12 Days of Christmas: Vintage Steve – from Goose
12 Days of Christmas: Vintage Steve – from Goose

12 Days of Christmas: Vintage Steve – from Goose

Date:2023-01-03
QIC:Goose
PAX:Enron, Goose, Yankee Joe

YHC was looking forward to some quality time with Yankee Joe and Enron this morning, but not to the beatdown itself. It was decided late last night that we’d be reaching back a couple of years to YHC’s most memorable experience of a 12 Days of Christmas beatdown. It was 2020, and YHC was still getting worked over solo in my driveway by the likes of Steve, Hawg, Catfish, etc. via backblasts from stuff they had done the day before. This one particular beatdown stuck in my memory because it was so brutal (per usual), so anytime the opportunity for a 12 Days of Christmas/Fitmas comes up, this one’s unfortunately on the forefront so I had to get it out. I figured these two HIMs would be up for it.

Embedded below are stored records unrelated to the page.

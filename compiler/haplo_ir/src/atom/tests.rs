use super::*;

#[test]
fn display_matches_literal_text() {
    assert_eq!(Atom::Integer(-420).to_string(), "-420");
    assert_eq!(Atom::Float(69.42).to_string(), "69.420000");
    assert_eq!(Atom::Bool(true).to_string(), "true");
    assert_eq!(Atom::String("Hello!".into()).to_string(), "\"Hello!\"");
    assert_eq!(Atom::Symbol("print".into()).to_string(), "print");
    assert_eq!(Atom::Quote("test".into()).to_string(), "'test");
}

#[test]
fn clone_owns_text() {
    let original = Atom::String("owned".into());
    let copy = original.clone();
    drop(original);
    assert_eq!(copy, Atom::String("owned".into()));
}

#[test]
fn accessors() {
    assert_eq!(Atom::Symbol("x".into()).as_symbol(), Some("x"));
    assert_eq!(Atom::Quote("x".into()).as_symbol(), None);
    assert_eq!(Atom::Quote("x".into()).as_quote(), Some("x"));
    assert_eq!(Atom::Integer(1).kind_name(), "integer");
}
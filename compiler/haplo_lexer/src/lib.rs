//! Haplo lexer.
//!
//! Turns source text into a stream of [`Token`]s: the four single-byte
//! punctuation tokens (open, close, comment, quote), literal atoms, and an
//! end-of-input marker.
//!
//! # Architecture
//!
//! - [`SourceBuffer`] copies the source into a sentinel-terminated buffer.
//! - [`Cursor`] walks that buffer, tracking line and column for diagnostics.
//! - [`Lexer`] classifies runs of bytes into tokens on demand. It keeps no
//!   token buffer, so `peek` rescans from the saved position.
//!
//! End of input between tokens is not an error: the lexer keeps returning
//! [`TokenKind::EndOfInput`].

mod config;
mod cursor;
mod lex_error;
mod lexer;
mod source_buffer;
mod token;

pub use config::{LexerConfig, DEFAULT_MAX_ATOM_LEN};
pub use cursor::{Cursor, Position};
pub use lex_error::{LexError, LexErrorKind};
pub use lexer::{classify_atom, Lexer};
pub use source_buffer::SourceBuffer;
pub use token::{Token, TokenKind};
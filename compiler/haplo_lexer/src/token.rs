//! Tokens produced by the lexer.

use std::fmt;

use haplo_ir::{Atom, Span};

/// What a token is.
#[derive(Clone, Debug, PartialEq)]
pub enum TokenKind {
    Open,
    Close,
    Comment,
    Quote,
    Atom(Atom),
    EndOfInput,
}

impl TokenKind {
    /// Upper-case name used in parser dumps.
    pub fn name(&self) -> &'static str {
        match self {
            TokenKind::Open => "OPEN",
            TokenKind::Close => "CLOSE",
            TokenKind::Comment => "COMMENT",
            TokenKind::Quote => "QUOTE",
            TokenKind::Atom(_) => "ATOM",
            TokenKind::EndOfInput => "EOF",
        }
    }
}

impl fmt::Display for TokenKind {
    fn fmt(&self, f: &mut fmt::Formatter<'_>) -> fmt::Result {
        f.write_str(self.name())
    }
}

/// A token and the source bytes it covers.
#[derive(Clone, Debug, PartialEq)]
pub struct Token {
    pub kind: TokenKind,
    pub span: Span,
}

impl Token {
    #[inline]
    pub fn new(kind: TokenKind, span: Span) -> Self {
        Token { kind, span }
    }

    #[inline]
    pub fn is_eof(&self) -> bool {
        self.kind == TokenKind::EndOfInput
    }
}
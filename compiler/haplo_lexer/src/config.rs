//! Lexer configuration.

/// Default upper bound on the byte length of a single atom.
pub const DEFAULT_MAX_ATOM_LEN: usize = 1024;

/// Punctuation bytes and limits used by the [`Lexer`](crate::Lexer).
///
/// The four punctuation bytes must be ASCII and distinct from each other,
/// from whitespace and from `"`.
#[derive(Clone, Copy, Debug, PartialEq, Eq)]
pub struct LexerConfig {
    /// Opens a list. Default `(`.
    pub open: u8,
    /// Closes a list. Default `)`.
    pub close: u8,
    /// Starts a comment running to the end of the line. Default `#`.
    pub comment: u8,
    /// Marks a quoted name when directly followed by a symbol. Default `'`.
    pub quote: u8,
    /// Longest accepted atom in bytes, string quotes included.
    pub max_atom_len: usize,
}

impl Default for LexerConfig {
    fn default() -> Self {
        Self {
            open: b'(',
            close: b')',
            comment: b'#',
            quote: b'\'',
            max_atom_len: DEFAULT_MAX_ATOM_LEN,
        }
    }
}

impl LexerConfig {
    #[must_use]
    pub fn with_comment(mut self, comment: u8) -> Self {
        self.comment = comment;
        self
    }

    #[must_use]
    pub fn with_quote(mut self, quote: u8) -> Self {
        self.quote = quote;
        self
    }

    #[must_use]
    pub fn with_max_atom_len(mut self, max_atom_len: usize) -> Self {
        self.max_atom_len = max_atom_len;
        self
    }

    /// Bytes that end an unquoted atom.
    #[inline]
    pub fn is_delimiter(&self, byte: u8) -> bool {
        matches!(byte, b' ' | b'\t' | b'\r' | b'\n')
            || byte == self.open
            || byte == self.close
            || byte == self.comment
    }
}
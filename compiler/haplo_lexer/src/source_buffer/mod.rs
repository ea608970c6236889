//! Sentinel-terminated source buffer.
//!
//! The buffer stores a `0x00` sentinel byte after the source content so the
//! cursor can read its current byte at end of input without a bounds check
//! failing.

use crate::{Cursor, Position};

/// Owned copy of the source with a trailing sentinel.
///
/// # Layout
///
/// ```text
/// [source_bytes..., 0x00]
///  ^                ^
///  0                source_len (sentinel)
/// ```
#[derive(Clone, Debug)]
pub struct SourceBuffer {
    /// `[source_bytes..., 0x00 sentinel]`.
    buf: Vec<u8>,
    /// Length of the source content (excludes the sentinel).
    source_len: u32,
}

impl SourceBuffer {
    /// Copy `source` into a new sentinel-terminated buffer.
    ///
    /// Sources longer than `u32::MAX` bytes are truncated to that length;
    /// spans are 32-bit.
    pub fn new(source: &str) -> Self {
        let bytes = source.as_bytes();
        let source_len = u32::try_from(bytes.len()).unwrap_or(u32::MAX);
        let content = &bytes[..source_len as usize];

        let mut buf = Vec::with_capacity(content.len() + 1);
        buf.extend_from_slice(content);
        buf.push(0);

        Self { buf, source_len }
    }

    /// A cursor at the start of the source.
    pub fn cursor(&self) -> Cursor<'_> {
        self.cursor_at(Position::START)
    }

    /// Line and column of a byte offset, by counting the newlines before it.
    ///
    /// Only used on error paths, so the scan is not cached.
    #[allow(
        clippy::cast_possible_truncation,
        reason = "prefix.len() <= source_len which fits in u32"
    )]
    pub fn locate(&self, offset: u32) -> Position {
        let offset = offset.min(self.source_len);
        let prefix = &self.buf[..offset as usize];
        let line = memchr::memchr_iter(b'\n', prefix).count() as u32;
        let line_start = memchr::memrchr(b'\n', prefix).map_or(0, |nl| nl + 1);
        Position {
            offset,
            line,
            column: (prefix.len() - line_start) as u32,
        }
    }

    /// A cursor resuming at a previously saved position.
    ///
    /// Positions past the end are clamped to end of input.
    pub fn cursor_at(&self, position: Position) -> Cursor<'_> {
        Cursor::new(&self.buf, self.source_len, position)
    }
}
//! Shared helpers for phase tests.

use haplo::{buffer_handler, silent_handler, EvalLimits, Interpreter, Value};

/// Run `source` with output discarded, returning the value of each form.
pub fn run(source: &str) -> Vec<Value> {
    let mut interpreter = Interpreter::builder()
        .print_handler(silent_handler())
        .build();
    haplo::eval_source(&mut interpreter, source).expect("source should parse")
}

/// Value of the last form of `source`.
pub fn run_last(source: &str) -> Value {
    run(source).pop().expect("source should have a form")
}

/// Run `source` and return everything it printed.
pub fn run_captured(source: &str) -> String {
    run_captured_with(source, EvalLimits::default()).1
}

/// Run `source` under `limits`, returning the values and printed output.
pub fn run_captured_with(source: &str, limits: EvalLimits) -> (Vec<Value>, String) {
    let handler = buffer_handler();
    let mut interpreter = Interpreter::builder()
        .print_handler(handler.clone())
        .limits(limits)
        .build();
    let values = haplo::eval_source(&mut interpreter, source).expect("source should parse");
    (values, handler.get_output())
}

After a warmup of the usuals with some mountain climbers (pre-burpees) and some intense self-loves (pre-merkin overload), YHC explained the particular character of Steve (Northshore PAX) and his beatdowns. Steve is extremely humble and cheerful, and he genuinely cares about the men he’s leading, but his beatdowns are notorious for how sneakily they completely destroy you. Every time. This morning would be no different.

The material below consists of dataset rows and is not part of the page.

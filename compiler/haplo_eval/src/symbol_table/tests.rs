#![allow(clippy::unwrap_used, clippy::expect_used)]

use super::*;
use crate::Value;
use pretty_assertions::assert_eq;

fn var(n: i64) -> Symbol {
    Symbol::Variable(Value::Integer(n))
}

fn variable(table: &SymbolTable, key: &str) -> Value {
    table
        .lookup(key)
        .unwrap()
        .as_variable()
        .expect("expected a variable")
        .clone()
}

// === djb2 ===

#[test]
fn djb2_known_values() {
    assert_eq!(djb2(b""), 5381);
    assert_eq!(djb2(b"a"), 5381 * 33 + 97);
    assert_eq!(djb2(b"ab"), (5381 * 33 + 97) * 33 + 98);
}

#[test]
fn djb2_wraps() {
    let long = "z".repeat(64);
    let expected = long
        .bytes()
        .fold(5381u32, |h, b| h.wrapping_mul(33).wrapping_add(u32::from(b)));
    assert_eq!(djb2(long.as_bytes()), expected);
}

// === Update / lookup ===

#[test]
fn insert_then_lookup() {
    let mut table = SymbolTable::new(16);
    assert_eq!(table.update("x", var(1)), Ok(UpdateOutcome::Inserted));
    assert_eq!(variable(&table, "x"), Value::Integer(1));
    assert_eq!(table.len(), 1);
}

#[test]
fn update_replaces_existing() {
    let mut table = SymbolTable::new(16);
    table.update("x", var(1)).unwrap();
    assert_eq!(table.update("x", var(2)), Ok(UpdateOutcome::Updated));
    assert_eq!(variable(&table, "x"), Value::Integer(2));
    assert_eq!(table.len(), 1);
}

#[test]
fn missing_key_is_not_found() {
    let table = SymbolTable::new(16);
    assert_eq!(table.lookup("nope").unwrap_err(), ErrorCode::E7002);
}

#[test]
fn lookup_mut_edits_in_place() {
    let mut table = SymbolTable::new(4);
    table.update("x", var(1)).unwrap();
    *table.lookup_mut("x").unwrap() = var(9);
    assert_eq!(variable(&table, "x"), Value::Integer(9));
}

#[test]
fn colliding_keys_share_a_chain() {
    // With one bucket every key collides.
    let mut table = SymbolTable::new(1);
    for (i, key) in ["a", "b", "c"].iter().enumerate() {
        table.update(*key, var(i as i64)).unwrap();
    }
    assert_eq!(variable(&table, "a"), Value::Integer(0));
    assert_eq!(variable(&table, "c"), Value::Integer(2));
    let keys: Vec<&str> = table.iter().map(|(k, _)| k).collect();
    assert_eq!(keys, vec!["a", "b", "c"]);
}

// === Delete ===

#[test]
fn delete_then_lookup_is_not_found() {
    let mut table = SymbolTable::new(8);
    table.update("x", var(1)).unwrap();
    table.delete("x").unwrap();
    assert_eq!(table.lookup("x").unwrap_err(), ErrorCode::E7002);
    assert!(table.is_empty());
}

#[test]
fn delete_missing_key_succeeds() {
    let mut table = SymbolTable::new(8);
    assert_eq!(table.delete("ghost"), Ok(()));
}

#[test]
fn delete_middle_of_chain_keeps_the_rest() {
    let mut table = SymbolTable::new(1);
    table.update("a", var(1)).unwrap();
    table.update("b", var(2)).unwrap();
    table.update("c", var(3)).unwrap();
    table.delete("b").unwrap();
    let keys: Vec<&str> = table.iter().map(|(k, _)| k).collect();
    assert_eq!(keys, vec!["a", "c"]);
}

// === Uninitialised ===

#[test]
fn zero_capacity_table_rejects_everything() {
    let mut table = SymbolTable::new(0);
    assert!(!table.is_initialised());
    assert_eq!(table.lookup("x").unwrap_err(), ErrorCode::E7001);
    assert_eq!(table.lookup_mut("x").unwrap_err(), ErrorCode::E7001);
    assert_eq!(table.update("x", var(1)), Err(ErrorCode::E7001));
    assert_eq!(table.delete("x"), Err(ErrorCode::E7001));
}

// === Deep copy ===

#[test]
fn clone_is_independently_mutable() {
    let mut original = SymbolTable::new(8);
    original.update("x", var(1)).unwrap();

    let mut copy = original.clone();
    copy.update("x", var(2)).unwrap();
    copy.update("y", var(3)).unwrap();

    assert_eq!(variable(&original, "x"), Value::Integer(1));
    assert!(original.lookup("y").is_err());
    assert_eq!(variable(&copy, "x"), Value::Integer(2));
    assert_eq!(copy.capacity(), 8);
}

#[test]
fn default_capacity() {
    assert_eq!(SymbolTable::default().capacity(), DEFAULT_CAPACITY);
}

mod proptest_table {
    use super::*;
    use proptest::prelude::*;
    use std::collections::HashMap;

    #[derive(Clone, Debug)]
    enum Op {
        Update(String, i64),
        Delete(String),
    }

    fn arb_op() -> impl Strategy<Value = Op> {
        let key = "[a-d]{1,2}";
        prop_oneof![
            (key, any::<i64>()).prop_map(|(k, v)| Op::Update(k, v)),
            key.prop_map(Op::Delete),
        ]
    }

    proptest! {
        #[test]
        fn behaves_like_a_map(
            capacity in 1usize..8,
            ops in prop::collection::vec(arb_op(), 0..64),
        ) {
            let mut table = SymbolTable::new(capacity);
            let mut model: HashMap<String, i64> = HashMap::new();
            for op in ops {
                match op {
                    Op::Update(key, n) => {
                        let expected = if model.insert(key.clone(), n).is_some() {
                            UpdateOutcome::Updated
                        } else {
                            UpdateOutcome::Inserted
                        };
                        prop_assert_eq!(table.update(key, var(n)), Ok(expected));
                    }
                    Op::Delete(key) => {
                        model.remove(&key);
                        prop_assert_eq!(table.delete(&key), Ok(()));
                    }
                }
            }
            prop_assert_eq!(table.len(), model.len());
            for (key, n) in &model {
                prop_assert_eq!(variable(&table, key), Value::Integer(*n));
            }
        }

        #[test]
        fn keys_hash_into_range(key in ".{0,16}", capacity in 1usize..64) {
            let mut table = SymbolTable::new(capacity);
            table.update(key.clone(), var(0)).unwrap();
            prop_assert!(table.lookup(&key).is_ok());
        }
    }
}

Per the usual 12 Days of Christmas style, we started with Day 1’s exercise and then added each additional day in cumulative fashion. Here’s the list:
* Day 1: 1x Burpee
* Day 2: 2x Merkins
* Day 3: 3x Triple Jump Squat Burpees
* Day 4: 4x Monkey Humpers (4-count, IC)
* Day 5: 5x Sister Mary Katherine’s (2 is 1)
* Day 6: 6x Triple Merkin Burpees
* Day 7: 7x Sit-Ups
* Day 8: 8x T-Merkins
* Day 9: 9x Groiners
* Day 10: 10x Crunchy Frogs (4-count, IC)
* Day 11: 11x Freak Nasties (4-count, IC)
* Day 12: 12x Derkins

The sneakiness comes in the fact that the first four or five seem somewhat doable and fun, but after the sixth is added and each PAX begins to realize how many times we actually have to go through this list, panic begins to set in: Are we really going to make it to 12 days? How many times can I actually do 6 triple-merkin burpees without completely giving out? Is the Q going to give more than one 10-count between days? How can I hide if there are only three PAX here? Is this punishment for patting myself on the back this past week for being “really in shape”? Is Steve a real person? Is Goose a real person? Am I a real person? Does pain ever really end? Have I ever really been happy? Do my family and friends know that I’m just a little boy inside trying to survive? Which would win in a fight, a polar bear or a grizzly bear? Why are there so many baking competition shows? Why do I have nipples?

After pushing through what felt like an impossible twelfth day, we took a couple of ten counts before moseying to the Stop sign and back and completing seven minutes of Mary. This included flutter kicks, wife pleasers, hello dollies, Freddy Mercuries, dying cockroaches, The Alphabet, and LBC’s (oscillated between upper abs and lower abs).

COT and Enron prayed us out. It was a gift to be pushed so hard with these men. Thanks for seeing the value in it, fellas!